Jay Leno once mused that he didn’t understand why social, highbrow comedians felt a need to shake their audiences’ foundations and breakdown barriers. He said that he didn’t understand comedians bringing high-falootin’ sensibilities to their comedy. He said being a comedian is a wonderful profession that has two basic components: telling jokes and getting paid for it. “Well,” Larry David responded, “You (Leno) can think that, because you were good at it.”
Bob Hope and Jack Benny told jokes and got paid in their day, but theirs were different jokes, safer jokes, that appealed to fathers and sons alike. Benny and Hope did not seek to break boundaries or expose the culture’s sensitive underbelly. There were no sensibilities brought to their brand of humor. One would think that they would probably have a lot of trouble breaking through the ranks today. Hope told some risky jokes about Raquel Welch and Loni Anderson, but they were never so bold that they would offend a parent. Benny’s self-effacing humor would land him gigs in Omaha and Des Moines, but if he wanted in the upper echelon, he probably would’ve have to do some border stretching today. The difference between a Bob Hope and a Sam Kinison, or an Andrew Dice Clay, shows that humor evolves and changes over time.

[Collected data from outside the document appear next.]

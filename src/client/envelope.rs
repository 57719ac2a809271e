//! Decoding of the API's response envelope.
//!
//! Every response body is a JSON object that carries either an `error` object
//! or the payload under the resource's key:
//!
//! ```json
//! {"mandate_imports": {"id": "IM123", ...}}
//! {"error": {"message": "...", "type": "invalid_state", ...}}
//! ```
//!
//! The error is checked first and wins whenever it is present. An envelope
//! with neither (or with both set to `null`) decodes to [`Envelope::Missing`].

use serde::de::DeserializeOwned;
use serde_json::{Map, Value};

use crate::error::ApiError;
use crate::models::{ListMeta, ListResult};
use crate::{Error, Result};

/// The three possible outcomes of decoding an envelope.
#[derive(Debug, Clone, PartialEq)]
pub enum Envelope<T> {
    /// The `error` field was present
    Error(ApiError),
    /// The payload field was present and no error was
    Payload(T),
    /// Neither field was present
    Missing,
}

impl<T: DeserializeOwned> Envelope<T> {
    /// Decode `body`, looking for the payload under `key`.
    ///
    /// # Errors
    ///
    /// [`Error::Json`] if the body is not a JSON object, or if the field
    /// that decides the outcome has the wrong shape.
    pub fn decode(body: &[u8], key: &str) -> Result<Self> {
        let mut fields = parse_object(body)?;
        if let Some(err) = take_error(&mut fields)? {
            return Ok(Envelope::Error(err));
        }

        match take_present(&mut fields, key) {
            Some(payload) => Ok(Envelope::Payload(serde_json::from_value(payload)?)),
            None => Ok(Envelope::Missing),
        }
    }
}

impl<T: DeserializeOwned> Envelope<ListResult<T>> {
    /// Decode a list body: records under `key`, pagination under `meta`.
    ///
    /// A missing `meta` is treated as a final page.
    pub fn decode_list(body: &[u8], key: &str) -> Result<Self> {
        let mut fields = parse_object(body)?;
        if let Some(err) = take_error(&mut fields)? {
            return Ok(Envelope::Error(err));
        }

        let items = match take_present(&mut fields, key) {
            Some(items) => serde_json::from_value::<Vec<T>>(items)?,
            None => return Ok(Envelope::Missing),
        };
        let meta = match take_present(&mut fields, "meta") {
            Some(meta) => serde_json::from_value::<ListMeta>(meta)?,
            None => ListMeta::default(),
        };

        Ok(Envelope::Payload(ListResult { items, meta }))
    }
}

impl<T> Envelope<T> {
    /// Turn the envelope into the call's result.
    pub fn into_result(self) -> Result<T> {
        match self {
            Envelope::Payload(payload) => Ok(payload),
            Envelope::Error(err) => Err(Error::Api(err)),
            Envelope::Missing => Err(Error::MissingResult),
        }
    }
}

fn parse_object(body: &[u8]) -> Result<Map<String, Value>> {
    Ok(serde_json::from_slice(body)?)
}

fn take_error(fields: &mut Map<String, Value>) -> Result<Option<ApiError>> {
    take_present(fields, "error")
        .map(serde_json::from_value::<ApiError>)
        .transpose()
        .map_err(Error::from)
}

/// Remove `key`, treating an explicit `null` the same as absence.
fn take_present(fields: &mut Map<String, Value>, key: &str) -> Option<Value> {
    fields.remove(key).filter(|v| !v.is_null())
}

#[cfg(test)]
mod tests {
    use super::*;
    use crate::error::ApiErrorType;

    #[derive(Debug, PartialEq, serde::Deserialize)]
    struct Widget {
        id: String,
    }

    const ERROR: &str = r#"{"message": "Mandate import is already submitted", "type": "invalid_state", "code": 422}"#;

    #[test]
    fn test_payload() {
        let env = Envelope::<Widget>::decode(br#"{"widgets": {"id": "W1"}}"#, "widgets").unwrap();
        assert_eq!(env, Envelope::Payload(Widget { id: "W1".into() }));
    }

    #[test]
    fn test_error_takes_precedence() {
        let body = format!(r#"{{"error": {}, "widgets": {{"id": "W1"}}}}"#, ERROR);
        let env = Envelope::<Widget>::decode(body.as_bytes(), "widgets").unwrap();
        match env {
            Envelope::Error(err) => assert_eq!(err.error_type, ApiErrorType::InvalidState),
            other => panic!("expected error, got {:?}", other),
        }
    }

    #[test]
    fn test_error_wins_over_malformed_payload() {
        let body = format!(r#"{{"error": {}, "widgets": 42}}"#, ERROR);
        let env = Envelope::<Widget>::decode(body.as_bytes(), "widgets").unwrap();
        assert!(matches!(env, Envelope::Error(_)));
    }

    #[test]
    fn test_sparse_error_still_wins() {
        let body = br#"{"error": {"message": "boom", "code": 500}, "widgets": {"id": "W1"}}"#;
        match Envelope::<Widget>::decode(body, "widgets").unwrap() {
            Envelope::Error(err) => {
                assert_eq!(err.message, "boom");
                assert_eq!(err.error_type, ApiErrorType::Unknown);
                assert_eq!(err.code, 500);
            }
            other => panic!("expected error, got {:?}", other),
        }

        let env = Envelope::<Widget>::decode(br#"{"error": {}}"#, "widgets").unwrap();
        assert!(matches!(env, Envelope::Error(_)));
    }

    #[test]
    fn test_missing() {
        let env = Envelope::<Widget>::decode(b"{}", "widgets").unwrap();
        assert_eq!(env, Envelope::Missing);
        assert!(matches!(env.into_result(), Err(Error::MissingResult)));

        let env =
            Envelope::<Widget>::decode(br#"{"error": null, "widgets": null}"#, "widgets").unwrap();
        assert_eq!(env, Envelope::Missing);

        let env = Envelope::<Widget>::decode(br#"{"gadgets": {"id": "G1"}}"#, "widgets").unwrap();
        assert_eq!(env, Envelope::Missing);
    }

    #[test]
    fn test_malformed_json() {
        let err = Envelope::<Widget>::decode(b"{not json", "widgets").unwrap_err();
        assert!(matches!(err, Error::Json(_)));

        let err = Envelope::<Widget>::decode(b"[]", "widgets").unwrap_err();
        assert!(matches!(err, Error::Json(_)));
    }

    #[test]
    fn test_decode_list() {
        let body = br#"{
            "widgets": [{"id": "W1"}, {"id": "W2"}],
            "meta": {"cursors": {"after": "W2", "before": null}, "limit": 2}
        }"#;
        let page = Envelope::<ListResult<Widget>>::decode_list(body, "widgets")
            .unwrap()
            .into_result()
            .unwrap();

        assert_eq!(page.items.len(), 2);
        assert_eq!(page.next_cursor(), Some("W2"));
        assert_eq!(page.meta.limit, Some(2));
    }

    #[test]
    fn test_decode_list_error_precedence() {
        let body = format!(r#"{{"error": {}, "widgets": [{{"id": "W1"}}]}}"#, ERROR);
        let err = Envelope::<ListResult<Widget>>::decode_list(body.as_bytes(), "widgets")
            .unwrap()
            .into_result()
            .unwrap_err();
        assert!(err.api_error().is_some());
    }

    #[test]
    fn test_decode_list_without_meta() {
        let page = Envelope::<ListResult<Widget>>::decode_list(br#"{"widgets": []}"#, "widgets")
            .unwrap()
            .into_result()
            .unwrap();
        assert!(page.items.is_empty());
        assert!(!page.has_more());
    }
}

Richard Pryor started out wanting to be the next Bill Cosby, but he realized there were limits to that, so he carved a niche out for himself. His primary goal was to tell jokes and get paid, but there came a point in his career where he realized that ultimate success could not be achieved through those traditional avenues. George Carlin was also one who could’ve stayed safe doing zany weathermen, but he realized there was other territory out there for him to mine. Jim Carrey was a master impersonator, but he saw an end game to it, so he reinvented himself and his comedy. Andy Kaufman could’ve never made the stage with traditional comedy sets, so he decided not to be funny, and he hoped that we would laugh instinctively at the confusion he created.
These comedians, and others, have broken down barriers in our society. They’ve shaken our sensibilities and made us laugh at ourselves, and they’ve shaped our politics, our views on religion and music, how we treat our children, what we think of our parents, how we define our sexual mores, and if we were going to have a puritanical or a more permissive society. One could say that the power comedians wield in our society dates back to court jesters and beyond. Yet, even those court jesters had a pecking order that divided the talented from the untalented. We can assume that some of those jesters were so talented that they could tell a joke and get paid. Others recognized that they weren’t as talented, and they needed to carve out a niche for the untalented that didn’t rely on imitating and falling, and they most likely had to teach the king a new brand of comedy that relied on the natural human instinct to laugh when confused.